FlySafair (FA, Johannesburg O.R. Tambo) has urgently called on Barbara Creecy, South Africa's transport minister, to intervene in regulatory proceedings that have found the airline falling foul of the country's foreign ownership restrictions. The airline argues that civil aviation regulators' interpretation of the law is flawed and, if applied, would render nearly every airline in the country non-compliant, potentially resulting in widespread suspensions and "catastrophic" economic repercussions.
The budget airline faces a potential suspension or cancellation of its domestic and international operating licences. With a domestic market share of 60%, it argues this would destabilise the local aviation market, threaten the livelihoods of its 1,925 employees with job losses extending to other industries, and result in significant damage to the South African economy and tourism industry.

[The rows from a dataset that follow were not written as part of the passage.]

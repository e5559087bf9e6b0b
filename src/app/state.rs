// ==========================================
// 司法资产看板 - 应用状态
// ==========================================
// 职责: 管理看板配置与 API 实例,串联加载流水线
// 流水线: 文件解析 → 字段派生 → 行归一化 → 预聚合指标 → 初始快照
// ==========================================

use std::path::Path;
use std::sync::Arc;

use chrono::NaiveDate;
use tracing::{info, instrument};

use crate::api::{ApiResult, DashboardApi, DashboardState};
use crate::config::{ConfigManager, DashboardConfig};
use crate::domain::indicators::Indicators;
use crate::domain::position::Position;
use crate::domain::types::RawRecord;
use crate::importer::{DerivationService, IndicatorBuilder, RowNormalizer, UniversalFileParser};

/// 加载完成的数据集
#[derive(Debug, Clone)]
pub struct LoadedDataset {
    pub positions: Vec<Position>,
    pub indicators: Indicators,
}

/// 应用状态
///
/// 持有配置和看板 API；看板状态本身由调用方以快照形式持有
pub struct AppState {
    pub config: DashboardConfig,
    pub dashboard_api: Arc<DashboardApi>,
    normalizer: RowNormalizer,
    indicator_builder: IndicatorBuilder,
}

impl AppState {
    pub fn new(config: DashboardConfig) -> Self {
        Self {
            dashboard_api: Arc::new(DashboardApi::new(config.clone())),
            normalizer: RowNormalizer::new(),
            indicator_builder: IndicatorBuilder::new(config.active_status.clone()),
            config,
        }
    }

    /// 按配置查找顺序加载配置后创建
    pub fn from_config_path(config_path: Option<&Path>) -> ApiResult<Self> {
        let manager = ConfigManager::load(config_path)?;
        if let Some(path) = manager.source_path() {
            info!(path = %path.display(), "使用配置文件");
        }
        Ok(Self::new(manager.into_config()))
    }

    /// 内存记录 → 数据集
    #[instrument(skip(self, records), fields(count = records.len(), today = %today))]
    pub fn prepare_records(&self, mut records: Vec<RawRecord>, today: NaiveDate) -> LoadedDataset {
        DerivationService::new(today).derive_all(&mut records);
        let positions = self.normalizer.normalize_all(records);
        let indicators = self.indicator_builder.build(&positions);

        info!(positions = positions.len(), "数据集准备完成");
        LoadedDataset {
            positions,
            indicators,
        }
    }

    /// 文件 → 数据集
    pub fn load_file<P: AsRef<Path>>(&self, path: P, today: NaiveDate) -> ApiResult<LoadedDataset> {
        let records = UniversalFileParser.parse(path)?;
        Ok(self.prepare_records(records, today))
    }

    /// 数据集 → 看板初始快照
    pub fn open_dashboard(&self, dataset: LoadedDataset) -> DashboardState {
        self.dashboard_api
            .initial_state(dataset.positions, Some(dataset.indicators))
    }
}

impl Default for AppState {
    fn default() -> Self {
        Self::new(DashboardConfig::default())
    }
}

#[cfg(test)]
mod tests {
    use super::*;
    use crate::api::ApiError;
    use serde_json::json;

    fn record(value: serde_json::Value) -> RawRecord {
        value.as_object().cloned().unwrap()
    }

    #[test]
    fn test_prepare_records_derives_closure_months() {
        let state = AppState::default();
        let today = NaiveDate::from_ymd_opt(2024, 4, 14).unwrap();
        let records = vec![record(json!({
            "Codigo": "A1",
            "Status": "Ativa",
            "Encerramento": "14/01/2024",
            "Cenário": "  ",
            "Valor Atual Face": 100
        }))];

        let dataset = state.prepare_records(records, today);
        let p = &dataset.positions[0];
        assert_eq!(p.closure_date, json!("2024-01-14"));
        assert!((p.months_since_closure.unwrap() - 91.0 / 30.44).abs() < 1e-9);
        assert_eq!(p.scenario, crate::domain::types::NO_SCENARIO_LABEL);
        assert_eq!(dataset.indicators.overview.record_count, Some(1));
    }

    #[test]
    fn test_load_file_missing() {
        let state = AppState::default();
        let today = NaiveDate::from_ymd_opt(2024, 1, 1).unwrap();
        let result = state.load_file("/definitely/not/here.csv", today);
        assert!(matches!(result, Err(ApiError::Import(_))));
    }

    #[test]
    fn test_open_dashboard() {
        let state = AppState::default();
        let today = NaiveDate::from_ymd_opt(2024, 1, 1).unwrap();
        let records = vec![
            record(json!({"Codigo": "A2", "Status": "Ativa"})),
            record(json!({"Codigo": "A10", "Status": "Ativa"})),
        ];
        let dashboard = state.open_dashboard(state.prepare_records(records, today));
        let codes: Vec<&str> = dashboard.groups.iter().map(|g| g.code.as_str()).collect();
        assert_eq!(codes, vec!["A2", "A10"]);
        assert!(dashboard.indicators.is_some());
    }
}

FlySafair is facing two challenges to its ownership structure before the country's domestic and international licensing councils, following separate complaints from competitors Global Aviation Operations (which operates Lift Airlines) and Airlink (South Africa). On October 31, the International Air Services Licencing Council found FlySafair to be non-compliant, but the airline won a court interdict which requires the regulator to meet with it on January 20 before imposing punitive action.

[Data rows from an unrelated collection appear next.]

// ==========================================
// 司法资产看板 - 导入层
// ==========================================
// 职责: 外部数据导入,生成归一化持仓
// 流程: 文件解析 → 字段派生 → 行归一化 → 预聚合指标
// 支持: Excel, CSV, JSON
// ==========================================

// 模块声明
pub mod derivation;
pub mod error;
pub mod field_resolver;
pub mod file_parser;
pub mod indicators;
pub mod row_normalizer;
pub mod unit_coercer;

// 重导出核心类型
pub use derivation::{parse_date_flex, DerivationService};
pub use error::{ImportError, ImportResult};
pub use field_resolver::{aliases, resolve, resolve_text, FieldAlias};
pub use file_parser::{CsvParser, ExcelParser, FileParser, JsonParser, UniversalFileParser};
pub use indicators::IndicatorBuilder;
pub use row_normalizer::RowNormalizer;
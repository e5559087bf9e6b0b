// ==========================================
// 司法资产看板 - 分位数与点半径
// ==========================================
// 分位数: sorted[min(n-1, floor(t·(n-1)))]（不插值）
// 半径: p05..p95 线性映射到 [radius_min, radius_max]
//       p95 == 0 或 p95 ≤ p05 时使用默认半径
// ==========================================

use crate::config::dashboard_config::ChartSettings;

/// 在已升序的序列上取分位数（空序列为 0）
pub fn pick_percentile(sorted: &[f64], t: f64) -> f64 {
    if sorted.is_empty() {
        return 0.0;
    }
    let last = sorted.len() - 1;
    let idx = (t * last as f64).floor().max(0.0) as usize;
    sorted[idx.min(last)]
}

/// 基于分位数的点半径映射
#[derive(Debug, Clone, Copy, PartialEq)]
pub struct RadiusScale {
    pub p_low: f64,
    pub p_high: f64,
    min: f64,
    max: f64,
    default: f64,
}

impl RadiusScale {
    pub fn from_values(values: &[f64], settings: &ChartSettings) -> Self {
        let mut sorted: Vec<f64> = values.iter().copied().filter(|v| v.is_finite()).collect();
        sorted.sort_by(|a, b| a.total_cmp(b));

        Self {
            p_low: pick_percentile(&sorted, settings.percentile_low),
            p_high: pick_percentile(&sorted, settings.percentile_high),
            min: settings.radius_min,
            max: settings.radius_max,
            default: settings.radius_default,
        }
    }

    pub fn radius(&self, value: f64) -> f64 {
        if self.p_high == 0.0 || self.p_high <= self.p_low {
            return self.default;
        }
        let z = ((value - self.p_low) / (self.p_high - self.p_low)).clamp(0.0, 1.0);
        let z = if z.is_nan() { 0.0 } else { z };
        self.min + z * (self.max - self.min)
    }
}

A similar process has played out at the Air Services Licensing Council (ASLC). On January 14, FlySafair and Global appeared before the council in Pretoria to argue for "mitigation or aggravation", a procedure required before any sanctions may be issued against the airline. During the meeting, the council confirmed its earlier decision on December 19 that FlySafair does not meet nationality provisions. According to the council's interpretation of the law, 75% of voting rights must be held by South African citizens who are residents of the country, meaning natural persons, as a juristic entity cannot have citizenship. The council concluded that ultimate control of FlySafair was held by its parent companies in Ireland (ASL Aviation Holdings) and, ultimately, in Belgium.
FlySafair disputes the council's reasoning and conclusions as unfounded and incorrect and based on misconceptions, factual errors, misinterpretation of the law, lack of legal expertise on the council, and what it claims to be a "fundamental lack of understanding of legal complexities".
The carrier has requested an urgent ministerial exemption from the disputed legal provision while it seeks legal recourse. It has asked Creecy to order the council to suspend any further action against it until the South African High Court provides clarity on the interpretation of the law. It is also asking the minister to facilitate a mediated solution.
"The hope remains that the Minister of Transport will take note and shepherd this process back on a rational path, seeing that the councils are appointed by her and acting under her supervision. FlySafair notes in this regard that the Minister has already indicated, through the circulation of a proposed new Air Services Bill, that government policy is leaning in a direction that favours the interpretation advanced by FlySafair in its disputes with the councils. It is heartening to see that the political will is there to finally address these contentious ambiguities which have been a thorn in the side of the aviation industry for too long," it stated.